Rep. Jared Polis was recognized recently for his social media savvy. He has just shy of 40,000 Twitter followers.
In the age of YouTube attack ads and tweets taking aim at the political opposition, online activity among Members of Congress is often taken for granted.
But with dated technological infrastructure and inflexible rules governing Member websites and social media, some Congress-watchers argue that lawmakers use technology to fuel partisan controversy more than to put expertise to use with the ultimate goal of more informed policymaking.
Lorelei Kelly, a research fellow with the New America Foundation’s Open Technology Institute, said a “noise problem” has resulted from a hesitancy to truly engage constituents and policy experts, making it difficult to go “deeper than predictions and post-mortems.”
“If you look at Congress as your grandparent from another era, they can’t hear what we want them to hear,” Kelly said at a New America panel discussion today. “It’s the first branch of government, and it must be the most technologically savvy. It’s the closest to the people.”
She emphasized the need for a more integrated approach to technology, using all available channels to capitalize on expert knowledge from outside the Beltway to educate policymakers often dealing with a mishmash of highly complex issues.
“A lot of the Members are very cautious and do things like post press releases,” Kelly said in an interview. “We’re moving away from the broadcast model of one person talking to many. We have to figure out many talking to many.”
Instead of relying on carefully planned social media profiles monitored by staffers, she said, the focus should be on harnessing technology for endeavors like real-time fact-checking, comparative analysis and advanced software to sort incoming emails, resulting in “peer-reviewed, locally relevant knowledge.”
Jessica Lee, a senior legislative assistant for Rep. Jim McDermott (D-Wash.), said during the discussion that staffers are increasingly using online, localized data. She mentioned the website costofwar.com, which breaks down spending on the Iraq and Afghanistan war by Congressional district.
Other Hill staffers say social media in particular is far from focused on nuanced policy debates.
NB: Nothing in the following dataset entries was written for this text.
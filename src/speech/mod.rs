//! # Speech Synthesis Seam
//!
//! Sentence-level text-to-speech behind a trait; the default implementation
//! drives espeak-ng out of process.

pub mod engine;

pub use engine::{EspeakEngine, SpeechEngine};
“The Congressman would love for Twitter to be a place where we are having a policy-oriented discussion,” said Kinsey Kiriakos, communications director for McDermott. “It seems like it’s more of a place where people are having a conversation — usually about breaking news — and the only way to get any traction is to say something a little bit edgy.”
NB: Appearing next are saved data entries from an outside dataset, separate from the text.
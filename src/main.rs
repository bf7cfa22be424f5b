//! # Voice Chat Backend - Main Application Entry Point
//!
//! An actix-web server for streamed voice conversations: clients connect over
//! WebSocket, stream audio fragments or whole recordings for live
//! transcription, and exchange text turns with a locally hosted language
//! model whose replies stream back chunk by chunk with per-sentence speech
//! synthesis.
//!
//! ## Application Architecture:
//! - **config / state / error**: configuration, shared state + metrics, and
//!   the error taxonomy with its HTTP mapping
//! - **audio**: per-session fragment queue, merge and transcription pipeline
//! - **transcription / generation / speech**: the external engine seams
//!   (whisper CLI, llama.cpp CLI, espeak-ng)
//! - **conversation**: message history and the streamed reply flow
//! - **registry / outbound / websocket**: session lifecycle, the per-session
//!   event channel and the WebSocket transport
//! - **health / handlers / middleware**: the REST surface around it

mod audio;
mod config;
mod conversation;
mod error;
mod generation;
mod handlers;
mod health;
mod middleware;
mod outbound;
mod registry;
mod speech;
mod state;
mod transcription;
mod websocket;

use actix_cors::Cors;
use actix_web::{middleware::Logger, web, App, HttpServer};
use anyhow::Result;
use config::AppConfig;
use generation::SharedModel;
use registry::SessionRegistry;
use state::AppState;
use std::sync::atomic::{AtomicBool, Ordering};
use std::sync::Arc;
use tracing::{error, info};
use tracing_subscriber::{layer::SubscriberExt, util::SubscriberInitExt};

/// Global shutdown flag set by the signal handler and polled by main.
static SHUTDOWN_SIGNAL: AtomicBool = AtomicBool::new(false);

#[actix_web::main]
async fn main() -> Result<()> {
    dotenv::dotenv().ok();
    init_tracing()?;

    let config = AppConfig::load()?;
    config.validate()?;

    info!("Starting voice-chat-backend v{}", env!("CARGO_PKG_VERSION"));
    info!("Configuration loaded: {}:{}", config.server.host, config.server.port);

    let app_state = AppState::new(config.clone());
    let bind_addr = format!("{}:{}", config.server.host, config.server.port);

    // External capabilities: the audio toolchain is probed once up front so
    // sessions can fail fast, the generation model loads in the background
    // behind the readiness gate.
    let toolchain = Arc::new(audio::FfmpegToolchain::detect().await);
    let transcriber = Arc::new(transcription::WhisperCliEngine::new(
        config.models.whisper_binary.clone(),
        config.models.whisper_model.clone(),
    ));
    let speech_engine = Arc::new(speech::EspeakEngine::new(
        config.speech.binary.clone(),
        config.synthesis_timeout(),
    ));

    let model = SharedModel::new();
    generation::gate::spawn_load(model.clone(), config.models.clone());

    let session_registry = Arc::new(SessionRegistry::new(
        app_state.clone(),
        model.clone(),
        toolchain,
        transcriber,
        speech_engine,
    ));

    setup_signal_handlers();

    info!("Starting HTTP server on {}", bind_addr);

    let server = HttpServer::new(move || {
        let cors = Cors::default()
            .allow_any_origin()
            .allow_any_method()
            .allow_any_header()
            .max_age(3600);

        App::new()
            .app_data(web::Data::new(app_state.clone()))
            .app_data(web::Data::new(model.clone()))
            .app_data(web::Data::new(session_registry.clone()))
            .wrap(cors)
            .wrap(Logger::default())
            .wrap(middleware::MetricsMiddleware)
            .wrap(middleware::RequestLogging)
            .service(
                web::scope("/api/v1")
                    .route("/health", web::get().to(health::health_check))
                    .route("/metrics", web::get().to(health::detailed_metrics))
                    .route("/config", web::get().to(handlers::get_config))
                    .route("/config", web::put().to(handlers::update_config)),
            )
            .route("/ws", web::get().to(websocket::chat_websocket))
            .route("/health", web::get().to(health::health_check))
    })
    .bind(&bind_addr)?
    .run();

    let server_handle = server.handle();
    let server_task = tokio::spawn(server);

    // Race the server against the shutdown signal
    tokio::select! {
        result = server_task => {
            match result {
                Ok(server_result) => {
                    if let Err(e) = server_result {
                        error!("Server error: {}", e);
                    }
                }
                Err(e) => {
                    error!("Server task error: {}", e);
                }
            }
        }
        _ = wait_for_shutdown() => {
            info!("Shutdown signal received, stopping server...");
            server_handle.stop(true).await;
        }
    }

    info!("Server stopped gracefully");
    Ok(())
}

/// Console logging via tracing. `RUST_LOG` overrides the default filter.
fn init_tracing() -> Result<()> {
    tracing_subscriber::registry()
        .with(
            tracing_subscriber::EnvFilter::try_from_default_env()
                .unwrap_or_else(|_| "voice_chat_backend=debug,actix_web=info".into()),
        )
        .with(tracing_subscriber::fmt::layer())
        .init();

    Ok(())
}

/// Install SIGTERM/SIGINT handlers that flip the global shutdown flag, so
/// in-flight requests get to finish before the server stops.
fn setup_signal_handlers() {
    tokio::spawn(async {
        let mut sigterm = tokio::signal::unix::signal(tokio::signal::unix::SignalKind::terminate())
            .expect("Failed to install SIGTERM handler");
        let mut sigint = tokio::signal::unix::signal(tokio::signal::unix::SignalKind::interrupt())
            .expect("Failed to install SIGINT handler");

        tokio::select! {
            _ = sigterm.recv() => {
                info!("Received SIGTERM");
            }
            _ = sigint.recv() => {
                info!("Received SIGINT");
            }
        }

        SHUTDOWN_SIGNAL.store(true, Ordering::SeqCst);
    });
}

/// Poll the shutdown flag. Simple and good enough for a once-per-process
/// event.
async fn wait_for_shutdown() {
    while !SHUTDOWN_SIGNAL.load(Ordering::SeqCst) {
        tokio::time::sleep(tokio::time::Duration::from_millis(100)).await;
    }
}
In fact, House Minority Whip Steny Hoyer (D-Md.) on Monday announced his annual list of “online all-stars” recognizing social media-savvy House Democrats. This year’s MVP, Rep. Jared Polis (D-Colo.) has amassed just shy of 40,000 Twitter followers with multiple posts per day commenting on issues ranging from Internet piracy to legalizing marijuana.
Kiriakos added that the gap between nuanced policy information and fodder about current events is enhanced by strict regulations in the Congressional handbook for websites and social media.
Under the rules, Members are barred from using private advertisements, and they also can’t engage in campaigning, “grass-roots lobbying” or attempts to “solicit support” for a given policy position. This category also prohibits even a link to campaign or advocacy websites.
“That does significantly play into the content that is posted,” Kiriakos said. “We’re using official government resources to communicate with our constituents.”
At its best, however, Kelly envisions technology informing policy debates the way it did during the heated debate over online piracy legislation.
Silicon Valley Rep. Zoe Lofgren (D-Calif.) took directly to the user-generated social media site Reddit and posted on Facebook about the Stop Online Piracy Act, voicing support for a “blackout” organized across major websites such as Wikipedia, Google and Reddit.
Lofgren detailed the Congressional process necessary to defeat the bill and also reposted a document by a group of California lawyers that explained the bill’s various components in plain English.
“It went viral,” Kelly said. “This is the type of thing that Members can do via constituents to inform the substance of the debate.”
SOPA might have been a unique case because of how the issue resonated among the technologically literate. Kiriakos questioned the viability of more sustained involvement in niche technology like Reddit.
“It takes a lot of staff time, and I question the benefit at the end of the day,” Kiriakos said. When Members try to promote policy positions across multiple media platforms, from YouTube to Tumblr to Reddit, “the message gets muddled,” he said.